use std::ffi::c_void;

use camino::Utf8Path;

use super::ReferenceModel;
use crate::dylib::Library;
use crate::error::Result;
use crate::regs::RegisterVector;

type InitFn = unsafe extern "C" fn();
type MemcpyFn = unsafe extern "C" fn(u64, *mut c_void, usize);
type GetRegsFn = unsafe extern "C" fn(*mut c_void);
type SetRegsFn = unsafe extern "C" fn(*const c_void);
type ExecFn = unsafe extern "C" fn(u64);
type RaiseIntrFn = unsafe extern "C" fn(u64);
type DisplayFn = unsafe extern "C" fn();

/// A NEMU build exporting the difftest interface, loaded from a shared object.
///
/// The register buffer is an array of 64-bit words in the same slot order as
/// [`RegisterVector`]; the library must be built for the same layout.
pub struct NemuLibrary {
    init: InitFn,
    memcpy_from_dut: MemcpyFn,
    getregs: GetRegsFn,
    setregs: SetRegsFn,
    exec: ExecFn,
    raise_intr: RaiseIntrFn,
    display: Option<DisplayFn>,
    _library: Library,
}

impl NemuLibrary {
    pub fn open(path: &Utf8Path) -> Result<Self> {
        let library = Library::open(path)?;
        // SAFETY: signatures follow the NEMU difftest ABI.
        let nemu = unsafe {
            Self {
                init: library.symbol("difftest_init")?,
                memcpy_from_dut: library.symbol("difftest_memcpy_from_dut")?,
                getregs: library.symbol("difftest_getregs")?,
                setregs: library.symbol("difftest_setregs")?,
                exec: library.symbol("difftest_exec")?,
                raise_intr: library.symbol("difftest_raise_intr")?,
                display: library.symbol("isa_reg_display").ok(),
                _library: library,
            }
        };
        tracing::info!(%path, "loaded reference executor");
        Ok(nemu)
    }
}

impl ReferenceModel for NemuLibrary {
    fn init(&mut self) {
        unsafe { (self.init)() }
    }

    fn memcpy_from_dut(&mut self, addr: u64, bytes: &[u8]) {
        // The reference copies out of the buffer and never writes to it.
        unsafe { (self.memcpy_from_dut)(addr, bytes.as_ptr() as *mut c_void, bytes.len()) }
    }

    fn get_regs(&mut self, regs: &mut RegisterVector) {
        unsafe { (self.getregs)(regs.as_mut_slice().as_mut_ptr().cast()) }
    }

    fn set_regs(&mut self, regs: &RegisterVector) {
        unsafe { (self.setregs)(regs.as_slice().as_ptr().cast()) }
    }

    fn exec(&mut self, n: u64) {
        unsafe { (self.exec)(n) }
    }

    fn raise_intr(&mut self, no: u64) {
        unsafe { (self.raise_intr)(no) }
    }

    fn display(&mut self) {
        if let Some(display) = self.display {
            unsafe { display() }
        }
    }
}
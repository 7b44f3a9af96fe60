//! Program images: ELF executables or raw binaries.

use camino::Utf8Path;
use elf::ElfBytes;
use elf::abi::{SHF_ALLOC, SHT_PROGBITS};
use elf::endian::AnyEndian;

use crate::config::RamConfig;
use crate::error::{HarnessError, Result};
use crate::model::ArcModel;

const ELF_MAGIC: &[u8] = b"\x7fELF";

#[derive(Debug, Clone, PartialEq, Eq)]
pub struct Segment {
    pub addr: u64,
    pub data: Vec<u8>,
}

impl Segment {
    fn end(&self) -> u64 {
        self.addr + self.data.len() as u64
    }
}

/// Loadable contents of a program, sorted by address.
#[derive(Debug, Clone, Default, PartialEq, Eq)]
pub struct Image {
    segments: Vec<Segment>,
    entry: Option<u64>,
}

impl Image {
    /// A raw binary placed at `base`.
    pub fn from_raw(data: Vec<u8>, base: u64) -> Self {
        Self {
            segments: vec![Segment { addr: base, data }],
            entry: Some(base),
        }
    }

    /// Collects every allocated `PROGBITS` section of an ELF file.
    pub fn from_elf(data: &[u8]) -> Result<Self> {
        let file = ElfBytes::<AnyEndian>::minimal_parse(data)
            .map_err(|e| HarnessError::Image(format!("malformed ELF: {e}")))?;
        let headers = file
            .section_headers()
            .ok_or_else(|| HarnessError::Image("ELF has no section headers".into()))?;

        let mut segments = Vec::new();
        for shdr in headers.iter() {
            if shdr.sh_type != SHT_PROGBITS
                || shdr.sh_flags & SHF_ALLOC as u64 == 0
                || shdr.sh_size == 0
            {
                continue;
            }
            let (bytes, compression) = file
                .section_data(&shdr)
                .map_err(|e| HarnessError::Image(format!("unreadable section: {e}")))?;
            if compression.is_some() {
                return Err(HarnessError::Image(format!(
                    "compressed section at 0x{:x} is not supported",
                    shdr.sh_addr
                )));
            }
            tracing::debug!(
                addr = format_args!("0x{:08x}", shdr.sh_addr),
                len = bytes.len(),
                "image section"
            );
            segments.push(Segment {
                addr: shdr.sh_addr,
                data: bytes.to_vec(),
            });
        }
        if segments.is_empty() {
            return Err(HarnessError::Image("ELF has no loadable sections".into()));
        }
        segments.sort_by_key(|s| s.addr);

        Ok(Self {
            segments,
            entry: Some(file.ehdr.e_entry),
        })
    }

    /// Reads `path`, treating it as ELF when it carries the ELF magic and as a
    /// raw binary at `base` otherwise.
    pub fn load(path: &Utf8Path, base: u64) -> Result<Self> {
        let data = std::fs::read(path).map_err(|e| HarnessError::Image(format!("{path}: {e}")))?;
        if data.starts_with(ELF_MAGIC) {
            Self::from_elf(&data).map_err(|e| match e {
                HarnessError::Image(msg) => HarnessError::Image(format!("{path}: {msg}")),
                other => other,
            })
        } else {
            Ok(Self::from_raw(data, base))
        }
    }

    pub fn segments(&self) -> &[Segment] {
        &self.segments
    }

    pub fn entry(&self) -> Option<u64> {
        self.entry
    }

    /// One contiguous buffer starting at `base`, gaps zero filled.
    pub fn flatten(&self, base: u64) -> Result<Vec<u8>> {
        let end = self.segments.iter().map(Segment::end).max().unwrap_or(base);
        let len = end.saturating_sub(base);
        let mut flat = vec![0u8; len as usize];
        for segment in &self.segments {
            let Some(offset) = segment.addr.checked_sub(base) else {
                return Err(HarnessError::Image(format!(
                    "segment at 0x{:x} lies below 0x{base:x}",
                    segment.addr
                )));
            };
            let offset = offset as usize;
            flat[offset..offset + segment.data.len()].copy_from_slice(&segment.data);
        }
        Ok(flat)
    }

    /// Writes the image into the model's program memory.
    pub fn write_into(&self, model: &mut ArcModel, ram: &RamConfig) -> Result<()> {
        let flat = self.flatten(ram.base)?;
        model.load_memory(&ram.state, ram.base, ram.base, &flat)?;
        tracing::info!(
            bytes = flat.len(),
            base = format_args!("0x{:08x}", ram.base),
            "loaded program image"
        );
        Ok(())
    }
}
* * *
*Exercise aim*:
Where a line of the data contains "crate", include it in the tally, and answer with the tally alone.

*Answer to this exercise*:
6